- [WORK ORDER]
Your answer must contain each line of the listing in which "chrono" appears, copied in full.
── EXTRACTED RECORDS ──
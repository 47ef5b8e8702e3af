/// Session management
///
/// Owns the session and refresh-token rows and the login, quick-login,
/// refresh, and logout operations around them.

mod manager;

pub use manager::SessionManager;

use crate::account::AccountSummary;
use chrono::{DateTime, Utc};
use serde::{Deserialize, Serialize};

/// Client device description sent with login requests
#[derive(Debug, Clone, Serialize, Deserialize)]
#[serde(rename_all = "camelCase")]
pub struct DeviceInfo {
    pub device_id: String,
    #[serde(default)]
    pub device_name: Option<String>,
    #[serde(default)]
    pub platform: Option<String>,
}

impl DeviceInfo {
    /// Placeholder identity for clients that did not report a device.
    pub fn unknown() -> Self {
        Self {
            device_id: "unknown".to_string(),
            device_name: None,
            platform: None,
        }
    }
}

/// Access/refresh token pair
#[derive(Debug, Clone, Serialize)]
#[serde(rename_all = "camelCase")]
pub struct TokenPair {
    pub access_token: String,
    pub refresh_token: String,
    /// Access token lifetime in seconds
    pub expires_in: i64,
}

/// Session summary returned to clients
#[derive(Debug, Clone, Serialize)]
#[serde(rename_all = "camelCase")]
pub struct SessionSummary {
    pub id: String,
    pub device_id: String,
    pub expires_at: DateTime<Utc>,
    pub quick_login_enabled: bool,
    pub quick_login_expires_at: Option<DateTime<Utc>>,
}

/// Result of a successful login, quick login, or refresh
#[derive(Debug, Clone, Serialize)]
pub struct LoginGrant {
    pub user: AccountSummary,
    pub tokens: TokenPair,
    pub session: SessionSummary,
}

/// Saved-account entry for the device's account picker
#[derive(Debug, Clone, Serialize)]
#[serde(rename_all = "camelCase")]
pub struct SavedAccount {
    pub id: String,
    pub username: String,
    pub email: String,
    pub name: String,
    pub has_quick_access: bool,
    pub last_login_at: Option<DateTime<Utc>>,
}

/// Identity attached to a request after bearer-token validation
#[derive(Debug, Clone)]
pub struct ValidatedSession {
    pub account_id: String,
    pub session_id: String,
}
/// Crewgate - workforce identity and session service

use crewgate::{config::ServerConfig, context::AppContext, error::CoreResult, jobs, server};
use std::sync::Arc;
use tracing_subscriber::{layer::SubscriberExt, util::SubscriberInitExt};

#[tokio::main]
async fn main() -> CoreResult<()> {
    // Initialize logging
    tracing_subscriber::registry()
        .with(
            tracing_subscriber::EnvFilter::try_from_default_env()
                .unwrap_or_else(|_| "crewgate=debug,tower_http=debug".into()),
        )
        .with(tracing_subscriber::fmt::layer())
        .init();

    print_banner();

    // Load configuration
    let config = ServerConfig::from_env()?;

    // Create application context
    let ctx = AppContext::new(config).await?;
    let ctx = Arc::new(ctx);

    // Start background jobs
    let scheduler = Arc::new(jobs::JobScheduler::new(Arc::clone(&ctx)));
    scheduler.start();

    // Start server
    server::serve((*ctx).clone()).await?;

    Ok(())
}

fn print_banner() {
    println!(
        r#"
   ______                                __
  / ____/_______ _      ______ _____ _/ /____
 / /   / ___/ _ \ | /| / / __ `/ __ `/ __/ _ \
/ /___/ /  /  __/ |/ |/ / /_/ / /_/ / /_/  __/
\____/_/   \___/|__/|__/\__, /\__,_/\__/\___/
                       /____/
        Workforce identity service v{}
        "#,
        env!("CARGO_PKG_VERSION")
    );
}
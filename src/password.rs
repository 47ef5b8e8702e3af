/// Argon2id password hashing
use crate::error::{CoreError, CoreResult};
use argon2::{
    password_hash::{rand_core::OsRng, PasswordHash, PasswordHasher, PasswordVerifier, SaltString},
    Argon2,
};

/// Hash a password with Argon2id and a random salt
pub fn hash_password(password: &str) -> CoreResult<String> {
    let salt = SaltString::generate(&mut OsRng);
    Argon2::default()
        .hash_password(password.as_bytes(), &salt)
        .map(|h| h.to_string())
        .map_err(|e| CoreError::Internal(format!("Password hashing failed: {}", e)))
}

/// Verify a password against a stored hash
pub fn verify_password(password: &str, hash: &str) -> CoreResult<bool> {
    let parsed = PasswordHash::new(hash)
        .map_err(|e| CoreError::Internal(format!("Stored password hash is malformed: {}", e)))?;

    Ok(Argon2::default()
        .verify_password(password.as_bytes(), &parsed)
        .is_ok())
}

#[cfg(test)]
mod tests {
    use super::*;

    #[test]
    fn hash_and_verify() {
        let hash = hash_password("P@ss1!").unwrap();
        assert!(verify_password("P@ss1!", &hash).unwrap());
        assert!(!verify_password("wrong", &hash).unwrap());
    }

    #[test]
    fn hashes_are_salted() {
        let a = hash_password("same").unwrap();
        let b = hash_password("same").unwrap();
        assert_ne!(a, b);
    }

    #[test]
    fn malformed_hash_is_an_error_not_a_mismatch() {
        assert!(verify_password("x", "not-a-phc-string").is_err());
    }
}
/// Request middleware
use axum::{
    extract::Request,
    http::HeaderMap,
    middleware::Next,
    response::Response,
};
use std::time::Instant;

/// Extract bearer token from Authorization header
pub fn extract_bearer_token(headers: &HeaderMap) -> Option<String> {
    headers
        .get("authorization")
        .and_then(|h| h.to_str().ok())
        .and_then(|s| s.strip_prefix("Bearer "))
        .map(|s| s.to_string())
}

/// Record request counts and latencies per method and path
pub async fn track_metrics(req: Request, next: Next) -> Response {
    let method = req.method().to_string();
    let path = req.uri().path().to_string();
    let start = Instant::now();

    let response = next.run(req).await;

    crate::metrics::record_http_request(
        &method,
        &path,
        response.status().as_u16(),
        start.elapsed().as_secs_f64(),
    );

    response
}
/// Recovery advisor
///
/// When quick login rejects a client-presented account id, the client needs
/// to know whether the identity is gone (re-register via QR) or merely
/// stale (fall back to password entry). The session manager alone cannot
/// distinguish the two; this component consults the identity store.
use crate::{account::AccountStore, error::CoreResult};
use serde::Serialize;
use std::sync::Arc;

/// What the client must do to get back in
#[derive(Debug, Clone, Copy, PartialEq, Eq, Serialize)]
#[serde(rename_all = "snake_case")]
pub enum RecoveryAction {
    /// Identity is gone or disabled; only a fresh QR scan can help.
    QrRegistrationRequired,
    /// Identity is fine; the session is stale or logged out.
    LoginRequired,
}

/// Advice returned to the client
#[derive(Debug, Clone, Serialize)]
pub struct RecoveryAdvice {
    pub action: RecoveryAction,
    pub message: String,
}

/// Recovery advisor service
pub struct RecoveryAdvisor {
    accounts: Arc<AccountStore>,
}

impl RecoveryAdvisor {
    pub fn new(accounts: Arc<AccountStore>) -> Self {
        Self { accounts }
    }

    pub async fn advise(&self, account_id: &str) -> CoreResult<RecoveryAdvice> {
        let account = self.accounts.find_by_id(account_id).await?;

        let advice = match account {
            None => RecoveryAdvice {
                action: RecoveryAction::QrRegistrationRequired,
                message: "This identity is not known to the server; scan your employer QR code"
                    .to_string(),
            },
            Some(account) if !account.is_active => RecoveryAdvice {
                action: RecoveryAction::QrRegistrationRequired,
                message: "This account has been disabled; contact your administrator".to_string(),
            },
            Some(_) => RecoveryAdvice {
                action: RecoveryAction::LoginRequired,
                message: "Your session has expired; log in with your password".to_string(),
            },
        };

        Ok(advice)
    }
}

#[cfg(test)]
mod tests {
    use super::*;
    use chrono::{Duration, Utc};
    use sqlx::SqlitePool;

    async fn advisor() -> (RecoveryAdvisor, Arc<AccountStore>, SqlitePool) {
        // one connection so every query sees the same in-memory database
        let pool = sqlx::sqlite::SqlitePoolOptions::new()
            .max_connections(1)
            .connect(":memory:")
            .await
            .unwrap();
        crate::db::run_migrations(&pool).await.unwrap();
        let accounts = Arc::new(AccountStore::new(pool.clone()));
        (RecoveryAdvisor::new(Arc::clone(&accounts)), accounts, pool)
    }

    #[tokio::test]
    async fn unknown_identity_requires_qr() {
        let (advisor, _, _) = advisor().await;

        let advice = advisor.advise("no-such-id").await.unwrap();
        assert_eq!(advice.action, RecoveryAction::QrRegistrationRequired);
    }

    #[tokio::test]
    async fn stale_but_existing_identity_requires_login_only() {
        let (advisor, accounts, pool) = advisor().await;
        let account = accounts
            .create_pending(
                "E1",
                "jdoe",
                "j@x.com",
                "Jane Doe",
                "555",
                "123456",
                Utc::now() + Duration::minutes(10),
            )
            .await
            .unwrap()
            .unwrap();
        accounts.mark_logged_out(&account.id, Utc::now()).await.unwrap();

        let advice = advisor.advise(&account.id).await.unwrap();
        assert_eq!(advice.action, RecoveryAction::LoginRequired);

        // a disabled account is treated as gone
        sqlx::query("UPDATE account SET is_active = 0 WHERE id = ?1")
            .bind(&account.id)
            .execute(&pool)
            .await
            .unwrap();
        let advice = advisor.advise(&account.id).await.unwrap();
        assert_eq!(advice.action, RecoveryAction::QrRegistrationRequired);
    }
}
/// Session manager service
pub struct SessionManager {
    db: SqlitePool,
    accounts: Arc<AccountStore>,
    tokens: TokenIssuer,
    access_ttl: Duration,
    refresh_ttl: Duration,
    quick_login_window: Duration,
    quick_login_idle_cutoff: Duration,
}

impl SessionManager {
    pub fn new(
        db: SqlitePool,
        accounts: Arc<AccountStore>,
        tokens: TokenIssuer,
        auth: &AuthConfig,
    ) -> Self {
        Self {
            db,
            accounts,
            tokens,
            access_ttl: Duration::hours(auth.access_token_ttl_hours),
            refresh_ttl: Duration::days(auth.refresh_token_ttl_days),
            quick_login_window: Duration::days(auth.quick_login_window_days),
            quick_login_idle_cutoff: Duration::hours(auth.quick_login_idle_hours),
        }
    }

    /// Authenticate with full credentials and open a fresh session.
    pub async fn login(
        &self,
        identifier: &str,
        password_input: &str,
        device: &DeviceInfo,
    ) -> CoreResult<LoginGrant> {
        let account = self
            .accounts
            .find_by_identifier(identifier)
            .await?
            .ok_or_else(invalid_credentials)?;

        if !account.is_active || !account.is_registered {
            return Err(invalid_credentials());
        }

        let hash = account.password_hash.as_deref().ok_or_else(invalid_credentials)?;
        if !password::verify_password(password_input, hash)? {
            return Err(invalid_credentials());
        }

        let now = Utc::now();
        self.accounts.mark_logged_in(&account.id, now).await?;

        // One live session per (account, device): retire predecessors.
        sqlx::query(
            "UPDATE session SET is_active = 0 WHERE account_id = ?1 AND device_id = ?2 AND is_active = 1",
        )
        .bind(&account.id)
        .bind(&device.device_id)
        .execute(&self.db)
        .await?;

        let session = self.create_session(&account.id, device, now).await?;
        let refresh_token = self.issue_refresh(&account.id, &session.id, now).await?;

        tracing::info!(account_id = %account.id, device_id = %device.device_id, "full login");
        crate::metrics::record_login("password");

        let account = self.reload_account(&account.id).await?;
        self.grant(account, session, refresh_token).await
    }

    /// Password-less re-authentication on a trusted device.
    pub async fn quick_login(&self, account_id: &str, device: &DeviceInfo) -> CoreResult<LoginGrant> {
        let account = self.accounts.find_by_id(account_id).await?.ok_or_else(|| {
            CoreError::AccountNotFound("This identity is no longer known; scan your QR code".to_string())
        })?;

        if !account.is_active {
            return Err(CoreError::QuickLoginUnavailable(
                "This account has been disabled".to_string(),
            ));
        }

        let session = self
            .latest_session(&account.id, &device.device_id)
            .await?
            .ok_or_else(|| {
                CoreError::QuickLoginUnavailable(
                    "No saved session for this device".to_string(),
                )
            })?;

        let now = Utc::now();
        session
            .quick_login_eligible(now, self.quick_login_idle_cutoff)
            .map_err(|denial| match denial {
                QuickLoginDenial::Unavailable => CoreError::QuickLoginUnavailable(
                    "Quick login is not enabled for this session".to_string(),
                ),
                QuickLoginDenial::Stale => CoreError::ReauthenticationRequired(
                    "Session expired; enter your password to continue".to_string(),
                ),
            })?;

        // New token pair under the same session id; the 30-day window is
        // only reopened by a full login.
        let access_token = self.tokens.issue(TokenKind::Access, &account.id, &session.id)?;
        let expires_at = now + self.access_ttl;
        sqlx::query(
            "UPDATE session SET access_token = ?1, expires_at = ?2, last_activity_at = ?3 \
             WHERE id = ?4",
        )
        .bind(&access_token)
        .bind(expires_at)
        .bind(now)
        .bind(&session.id)
        .execute(&self.db)
        .await?;

        let refresh_token = self.issue_refresh(&account.id, &session.id, now).await?;
        self.accounts.mark_quick_logged_in(&account.id, now).await?;

        tracing::info!(account_id = %account.id, session_id = %session.id, "quick login");
        crate::metrics::record_login("quick");

        let session = Session {
            access_token: access_token.clone(),
            expires_at,
            last_activity_at: now,
            ..session
        };
        let account = self.reload_account(&account.id).await?;
        self.grant(account, session, refresh_token).await
    }

    /// Exchange an unused, unexpired refresh token for a new pair under the
    /// same session. The presented token is consumed.
    pub async fn refresh(&self, refresh_token: &str) -> CoreResult<LoginGrant> {
        let claims = self.tokens.verify(refresh_token, TokenKind::Refresh)?;

        let now = Utc::now();
        // Single use, enforced by the conditional UPDATE.
        let consumed = sqlx::query(
            "UPDATE refresh_token SET used = 1, used_at = ?1 \
             WHERE token = ?2 AND used = 0 AND expires_at >= ?1",
        )
        .bind(now)
        .bind(refresh_token)
        .execute(&self.db)
        .await?;

        if consumed.rows_affected() != 1 {
            return Err(CoreError::InvalidToken(
                "Refresh token is expired, revoked, or already used".to_string(),
            ));
        }

        let session = self
            .session_by_id(&claims.sid)
            .await?
            .filter(|s| s.is_active)
            .ok_or_else(|| CoreError::InvalidToken("Session is no longer active".to_string()))?;

        let account = self.reload_account(&session.account_id).await?;
        if !account.is_active {
            return Err(CoreError::InvalidToken("Account is disabled".to_string()));
        }

        let access_token = self.tokens.issue(TokenKind::Access, &account.id, &session.id)?;
        let expires_at = now + self.access_ttl;
        sqlx::query(
            "UPDATE session SET access_token = ?1, expires_at = ?2, last_activity_at = ?3 \
             WHERE id = ?4",
        )
        .bind(&access_token)
        .bind(expires_at)
        .bind(now)
        .bind(&session.id)
        .execute(&self.db)
        .await?;

        let new_refresh = self.issue_refresh(&account.id, &session.id, now).await?;

        let session = Session {
            access_token,
            expires_at,
            last_activity_at: now,
            ..session
        };
        self.grant(account, session, new_refresh).await
    }

    /// Validate a bearer access token against the session store.
    pub async fn validate_access_token(&self, token: &str) -> CoreResult<ValidatedSession> {
        let claims = self.tokens.verify(token, TokenKind::Access)?;

        let session = self
            .session_by_id(&claims.sid)
            .await?
            .ok_or_else(|| CoreError::InvalidToken("Unknown session".to_string()))?;

        // The row stores the latest token for this session; older mints are
        // rejected even before their exp.
        if !session.is_active || session.access_token != token {
            return Err(CoreError::InvalidToken("Session is no longer active".to_string()));
        }
        if Utc::now() > session.expires_at {
            return Err(CoreError::InvalidToken("Session expired".to_string()));
        }

        let account = self.reload_account(&session.account_id).await?;
        if !account.is_active {
            return Err(CoreError::InvalidToken("Account is disabled".to_string()));
        }

        Ok(ValidatedSession {
            account_id: session.account_id,
            session_id: session.id,
        })
    }

    /// Tear the session down and flip the account's logged-out bit, the one
    /// transition that reopens QR registration for this identity.
    pub async fn logout(&self, validated: &ValidatedSession) -> CoreResult<()> {
        let now = Utc::now();

        sqlx::query("UPDATE session SET is_active = 0 WHERE id = ?1")
            .bind(&validated.session_id)
            .execute(&self.db)
            .await?;

        self.accounts
            .mark_logged_out(&validated.account_id, now)
            .await?;

        tracing::info!(account_id = %validated.account_id, session_id = %validated.session_id, "logout");
        crate::metrics::record_logout();

        Ok(())
    }

    /// Accounts known on a device. Logged-out accounts are omitted entirely;
    /// accounts whose quick-login window lapsed stay listed with
    /// `has_quick_access = false` so the client can offer password login.
    pub async fn saved_accounts(&self, device_id: &str) -> CoreResult<Vec<SavedAccount>> {
        let query = format!(
            "{} WHERE device_id = ?1 AND created_at = (\
                SELECT MAX(s2.created_at) FROM session s2 \
                WHERE s2.account_id = session.account_id AND s2.device_id = session.device_id)",
            SESSION_SELECT
        );
        let sessions = sqlx::query_as::<_, Session>(&query)
            .bind(device_id)
            .fetch_all(&self.db)
            .await?;

        let now = Utc::now();
        let mut saved = Vec::new();
        for session in sessions {
            let account = match self.accounts.find_by_id(&session.account_id).await? {
                Some(a) => a,
                None => continue,
            };
            if account.is_logged_out || !account.is_active {
                continue;
            }

            let has_quick_access = session.is_active
                && session.quick_login_enabled
                && session
                    .quick_login_expires_at
                    .map(|t| t > now)
                    .unwrap_or(false);

            saved.push(SavedAccount {
                id: account.id,
                username: account.username,
                email: account.email,
                name: account.name,
                has_quick_access,
                last_login_at: account.last_login_at,
            });
        }

        Ok(saved)
    }

    /// Housekeeping: physically remove rows that can no longer authenticate
    /// anything. A session is kept while either its access token or its
    /// quick-login window is still live.
    ///
    /// Returns (sessions_deleted, refresh_tokens_deleted).
    pub async fn cleanup_expired(&self, now: DateTime<Utc>) -> CoreResult<(u64, u64)> {
        let sessions = sqlx::query(
            "DELETE FROM session WHERE expires_at < ?1 \
             AND (quick_login_expires_at IS NULL OR quick_login_expires_at < ?1)",
        )
        .bind(now)
        .execute(&self.db)
        .await?
        .rows_affected();

        let refresh_tokens = sqlx::query("DELETE FROM refresh_token WHERE expires_at < ?1")
            .bind(now)
            .execute(&self.db)
            .await?
            .rows_affected();

        Ok((sessions, refresh_tokens))
    }

    async fn create_session(
        &self,
        account_id: &str,
        device: &DeviceInfo,
        now: DateTime<Utc>,
    ) -> CoreResult<Session> {
        let session_id = Uuid::new_v4().to_string();
        let access_token = self.tokens.issue(TokenKind::Access, account_id, &session_id)?;
        let expires_at = now + self.access_ttl;
        let quick_login_expires_at = now + self.quick_login_window;

        sqlx::query(
            "INSERT INTO session (id, account_id, device_id, device_name, platform, \
             access_token, expires_at, is_active, quick_login_enabled, quick_login_expires_at, \
             created_at, last_activity_at) \
             VALUES (?1, ?2, ?3, ?4, ?5, ?6, ?7, 1, 1, ?8, ?9, ?9)",
        )
        .bind(&session_id)
        .bind(account_id)
        .bind(&device.device_id)
        .bind(&device.device_name)
        .bind(&device.platform)
        .bind(&access_token)
        .bind(expires_at)
        .bind(quick_login_expires_at)
        .bind(now)
        .execute(&self.db)
        .await?;

        Ok(Session {
            id: session_id,
            account_id: account_id.to_string(),
            device_id: device.device_id.clone(),
            device_name: device.device_name.clone(),
            platform: device.platform.clone(),
            access_token,
            expires_at,
            is_active: true,
            quick_login_enabled: true,
            quick_login_expires_at: Some(quick_login_expires_at),
            created_at: now,
            last_activity_at: now,
        })
    }

    async fn issue_refresh(
        &self,
        account_id: &str,
        session_id: &str,
        now: DateTime<Utc>,
    ) -> CoreResult<String> {
        let token = self.tokens.issue(TokenKind::Refresh, account_id, session_id)?;

        sqlx::query(
            "INSERT INTO refresh_token (id, session_id, account_id, token, expires_at, used, created_at) \
             VALUES (?1, ?2, ?3, ?4, ?5, 0, ?6)",
        )
        .bind(Uuid::new_v4().to_string())
        .bind(session_id)
        .bind(account_id)
        .bind(&token)
        .bind(now + self.refresh_ttl)
        .bind(now)
        .execute(&self.db)
        .await?;

        Ok(token)
    }

    async fn latest_session(
        &self,
        account_id: &str,
        device_id: &str,
    ) -> CoreResult<Option<Session>> {
        let query = format!(
            "{} WHERE account_id = ?1 AND device_id = ?2 ORDER BY created_at DESC LIMIT 1",
            SESSION_SELECT
        );
        let session = sqlx::query_as::<_, Session>(&query)
            .bind(account_id)
            .bind(device_id)
            .fetch_optional(&self.db)
            .await?;

        Ok(session)
    }

    async fn session_by_id(&self, session_id: &str) -> CoreResult<Option<Session>> {
        let query = format!("{} WHERE id = ?1", SESSION_SELECT);
        let session = sqlx::query_as::<_, Session>(&query)
            .bind(session_id)
            .fetch_optional(&self.db)
            .await?;

        Ok(session)
    }

    async fn reload_account(&self, account_id: &str) -> CoreResult<Account> {
        self.accounts
            .find_by_id(account_id)
            .await?
            .ok_or_else(|| CoreError::AccountNotFound("Account no longer exists".to_string()))
    }

    async fn grant(
        &self,
        account: Account,
        session: Session,
        refresh_token: String,
    ) -> CoreResult<LoginGrant> {
        Ok(LoginGrant {
            user: AccountSummary::from(&account),
            tokens: TokenPair {
                access_token: session.access_token.clone(),
                refresh_token,
                expires_in: self.tokens.access_ttl_seconds(),
            },
            session: SessionSummary {
                id: session.id,
                device_id: session.device_id,
                expires_at: session.expires_at,
                quick_login_enabled: session.quick_login_enabled,
                quick_login_expires_at: session.quick_login_expires_at,
            },
        })
    }
}
/// Registration pipeline
///
/// Turns a decoded QR payload into a pending registration and advances it
/// through email verification and password setup. The scan decision and
/// both verification steps are the correctness core of the service.

mod machine;
mod verify;

pub use machine::{IssuedCode, RegistrationMachine, ScanOutcome};
pub use verify::VerificationPipeline;

use serde::Serialize;

/// What the client should do next, carried on registration responses.
#[derive(Debug, Clone, Copy, PartialEq, Eq, Serialize)]
#[serde(rename_all = "snake_case")]
pub enum NextStep {
    VerifyEmail,
    SetPassword,
    Login,
}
───
- [ANSWER]
use chrono::{DateTime, Utc};
    use chrono::{Duration, Utc};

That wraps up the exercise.